Bristol Walking Festival

This year’s Bristol Walking Festival is already under way and will continue up until the end of May. With many events and a variety of walks happening all through each week, it’s a great opportunity for Bristolians to get out, get walking, to explore a part of the city (or surrounding countryside) and perhaps learn something new, whilst sharing with a group of other people. Most events are free, with walks ranging from as brief as one-mile to anything over ten.

On Sunday, I made my first outing to one of these events – which was conveniently hosted by my own walking group (Brunel 20s and 30s) and aptly titled the ‘Mendips Wellbeing Walk‘.

At ten-miles, this is certainly one of the longest walks you will find on the Bristol Walk Fest calendar. With several hills to climb, miles south of the city centre, it’s also going to be one of the more challenging events.

This walk began in Blagdon (on Sunday), at the free car park in the village that I’ve previously found fills up very quickly on a Saturday morning. I was the first to arrive, as I live nearby, while many of the rest had already met and arranged car-shares from a meeting point in Bristol. A couple more cars arrived, soon followed by recognisable faces and one walk leader. At this point, we probably had a good dozen of individuals, ready to walk.

Another familiar face turned up out of the blue. Then, there were two more cars turning in from the road. Behind them, a line of traffic with the back seats filled in every vehicle… Maybe they were here for the North Somerset Arts Show?

We filled that car park, leaving no room to spare. One of our drivers had to find their place at the side of one of the nearby roads. Before we set off, I believe the final head-count came in at FORTY-SEVEN!! Although only a few shy of the record-number achieved on a similar walk around twelve-months ago, this was without doubt the largest group that I had walked with. I wonder what it must’ve felt like to newcomers who’d arrived via the festival…

From Blagdon, we took route heading gradually uphill and in the direction of Burrington Ham. From which, we could cross over the road that divides Burrington Combe to reach; Black Down; an integral portion of the Mendip Hills.

I was expecting us to head straight up to the trig point (also the highest peak within the immediate vicinity) but instead we turned west, walking almost parallel to the road and in the direction of Dolebury Warren, an iron-age hillfort.

After a long stretch of woodland (along paths I’d not previously walked), we arrived at a series of steps climbing the hillside… At the top, we would stop for lunch.

Most of us sought shelter down inside the hollow created by the ridge of raised earth that borders the site. Even here, the wind was somewhat persistent. Outside, as a fearless few left to enjoy the views soon had to concede; it was too much for a prolonged sit down.

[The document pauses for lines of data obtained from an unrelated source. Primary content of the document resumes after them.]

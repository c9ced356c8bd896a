//! Pitch ↔ MIDI note number mapping
//!
//! The forward direction looks the step letter up in a string-keyed
//! chromatic table and indexes a fixed octave-band matrix; the reverse
//! direction always spells black keys as sharps of the natural below. The
//! reverse spelling is lossy (Db comes back as C#), but re-encoding a
//! spelled pitch reproduces the same MIDI number.

use std::collections::HashMap;

use once_cell::sync::Lazy;

use crate::error::{Error, Result};
use crate::models::note::{Pitch, Step};

/// Semitone position of each chromatic step within one octave.
///
/// Keyed by string so a malformed key fails the lookup explicitly instead
/// of being defaulted.
static STEP_SEMITONES: Lazy<HashMap<&'static str, usize>> = Lazy::new(|| {
    HashMap::from([
        ("C", 0),
        ("C#", 1),
        ("D", 2),
        ("D#", 3),
        ("E", 4),
        ("F", 5),
        ("F#", 6),
        ("G", 7),
        ("G#", 8),
        ("A", 9),
        ("A#", 10),
        ("B", 11),
    ])
});

/// MIDI numbers by `[octave band][semitone]`.
///
/// Eleven bands of twelve semitones spanning 0..=131. Band 5 is the
/// middle-C row (60); written octave 4 selects it because the band index is
/// `octave + 1`. The table runs four semitones past the 0-127 wire range,
/// and callers rely on those top values being reachable.
const MIDI_TABLE: [[i32; 12]; 11] = [
    [0, 1, 2, 3, 4, 5, 6, 7, 8, 9, 10, 11],
    [12, 13, 14, 15, 16, 17, 18, 19, 20, 21, 22, 23],
    [24, 25, 26, 27, 28, 29, 30, 31, 32, 33, 34, 35],
    [36, 37, 38, 39, 40, 41, 42, 43, 44, 45, 46, 47],
    [48, 49, 50, 51, 52, 53, 54, 55, 56, 57, 58, 59],
    [60, 61, 62, 63, 64, 65, 66, 67, 68, 69, 70, 71],
    [72, 73, 74, 75, 76, 77, 78, 79, 80, 81, 82, 83],
    [84, 85, 86, 87, 88, 89, 90, 91, 92, 93, 94, 95],
    [96, 97, 98, 99, 100, 101, 102, 103, 104, 105, 106, 107],
    [108, 109, 110, 111, 112, 113, 114, 115, 116, 117, 118, 119],
    [120, 121, 122, 123, 124, 125, 126, 127, 128, 129, 130, 131],
];

/// MIDI number for a step key, alteration, and written octave.
///
/// The octave must lie in -1..=9 (the table's eleven bands); a step key
/// outside the chromatic table fails with [`Error::InvalidStep`]. A
/// fractional alteration truncates toward zero in the final conversion.
pub fn midi_for(step: &str, alter: f32, octave: i8) -> Result<i32> {
    let semitone = *STEP_SEMITONES
        .get(step)
        .ok_or_else(|| Error::InvalidStep(step.to_string()))?;
    let band = (octave + 1) as usize;
    let base = MIDI_TABLE[band][semitone];
    Ok((base as f32 + alter) as i32)
}

/// MIDI number for a written pitch.
pub fn midi_lookup(pitch: &Pitch) -> Result<i32> {
    midi_for(pitch.step.letter(), pitch.alter, pitch.octave)
}

/// Spell a MIDI number as (step, alteration, octave).
///
/// Black keys come back as sharps, never flats.
pub fn step_octave_for_midi(midi: i32) -> (Step, f32, i8) {
    let (step, alter) = match midi.rem_euclid(12) {
        0 => (Step::C, 0.0),
        1 => (Step::C, 1.0),
        2 => (Step::D, 0.0),
        3 => (Step::D, 1.0),
        4 => (Step::E, 0.0),
        5 => (Step::F, 0.0),
        6 => (Step::F, 1.0),
        7 => (Step::G, 0.0),
        8 => (Step::G, 1.0),
        9 => (Step::A, 0.0),
        10 => (Step::A, 1.0),
        _ => (Step::B, 0.0),
    };
    let octave = (midi.div_euclid(12) - 1) as i8;
    (step, alter, octave)
}

/// Spell a MIDI number as a [`Pitch`].
pub fn pitch_for_midi(midi: i32) -> Pitch {
    let (step, alter, octave) = step_octave_for_midi(midi);
    Pitch::new(step, alter, octave)
}

#[cfg(test)]
mod tests {
    use super::*;

    #[test]
    fn test_midi_lookup_naturals() {
        assert_eq!(midi_lookup(&Pitch::natural(Step::C, 4)).unwrap(), 60);
        assert_eq!(midi_lookup(&Pitch::natural(Step::D, 4)).unwrap(), 62);
        assert_eq!(midi_lookup(&Pitch::natural(Step::E, 4)).unwrap(), 64);
        assert_eq!(midi_lookup(&Pitch::natural(Step::F, 4)).unwrap(), 65);
        assert_eq!(midi_lookup(&Pitch::natural(Step::G, 4)).unwrap(), 67);
        assert_eq!(midi_lookup(&Pitch::natural(Step::A, 4)).unwrap(), 69);
        assert_eq!(midi_lookup(&Pitch::natural(Step::B, 4)).unwrap(), 71);
    }

    #[test]
    fn test_midi_lookup_alterations() {
        assert_eq!(midi_lookup(&Pitch::new(Step::C, 1.0, 4)).unwrap(), 61);
        assert_eq!(midi_lookup(&Pitch::new(Step::D, -1.0, 4)).unwrap(), 61);
        assert_eq!(midi_lookup(&Pitch::new(Step::C, 2.0, 4)).unwrap(), 62);
        assert_eq!(midi_lookup(&Pitch::new(Step::B, 0.0, 3)).unwrap(), 59);
    }

    #[test]
    fn test_midi_lookup_octave_bands() {
        // Band 0 starts at written octave -1
        assert_eq!(midi_lookup(&Pitch::natural(Step::C, -1)).unwrap(), 0);
        assert_eq!(midi_lookup(&Pitch::natural(Step::A, 0)).unwrap(), 21);
        // The top band runs past the 0-127 wire range
        assert_eq!(midi_lookup(&Pitch::natural(Step::B, 9)).unwrap(), 131);
        assert_eq!(midi_lookup(&Pitch::natural(Step::G, 9)).unwrap(), 127);
    }

    #[test]
    fn test_midi_for_rejects_bad_step() {
        assert!(matches!(midi_for("H", 0.0, 4), Err(Error::InvalidStep(_))));
        assert!(matches!(midi_for("c", 0.0, 4), Err(Error::InvalidStep(_))));
        // Chromatic keys are valid table entries in their own right
        assert_eq!(midi_for("C#", 0.0, 4).unwrap(), 61);
    }

    #[test]
    fn test_sharp_only_spelling() {
        let (step, alter, octave) = step_octave_for_midi(61);
        assert_eq!((step, alter, octave), (Step::C, 1.0, 4));

        let (step, alter, octave) = step_octave_for_midi(70);
        assert_eq!((step, alter, octave), (Step::A, 1.0, 4));

        let (step, alter, octave) = step_octave_for_midi(60);
        assert_eq!((step, alter, octave), (Step::C, 0.0, 4));
    }

    #[test]
    fn test_midi_to_pitch_to_midi_is_idempotent() {
        for midi in 0..=131 {
            let pitch = pitch_for_midi(midi);
            assert_eq!(midi_lookup(&pitch).unwrap(), midi, "midi {}", midi);
        }
    }

    #[test]
    fn test_fractional_alter_truncates() {
        assert_eq!(midi_lookup(&Pitch::new(Step::C, 0.5, 4)).unwrap(), 60);
        assert_eq!(midi_lookup(&Pitch::new(Step::C, 1.5, 4)).unwrap(), 61);
    }
}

There had been a posed threat of of rain from the moment we stepped out of our cars. Many had already donned waterproof jackets (myself, included). After lunch, as we marched on a return towards the heights of Black Down (skirting by the northern edge of Rowberrow Warren), the sky only grew darker, as the intensity of the wind began to increase.

As we reached the trig point, we managed to squeeze every last one of us on top of the mound. I wasn’t the one to take the group shot, or else I’d share it with you now.

With the most challenging sections of the walk complete, we were destined for a series of descents from here on, with the view of Blagdon Lake become increasingly clearer.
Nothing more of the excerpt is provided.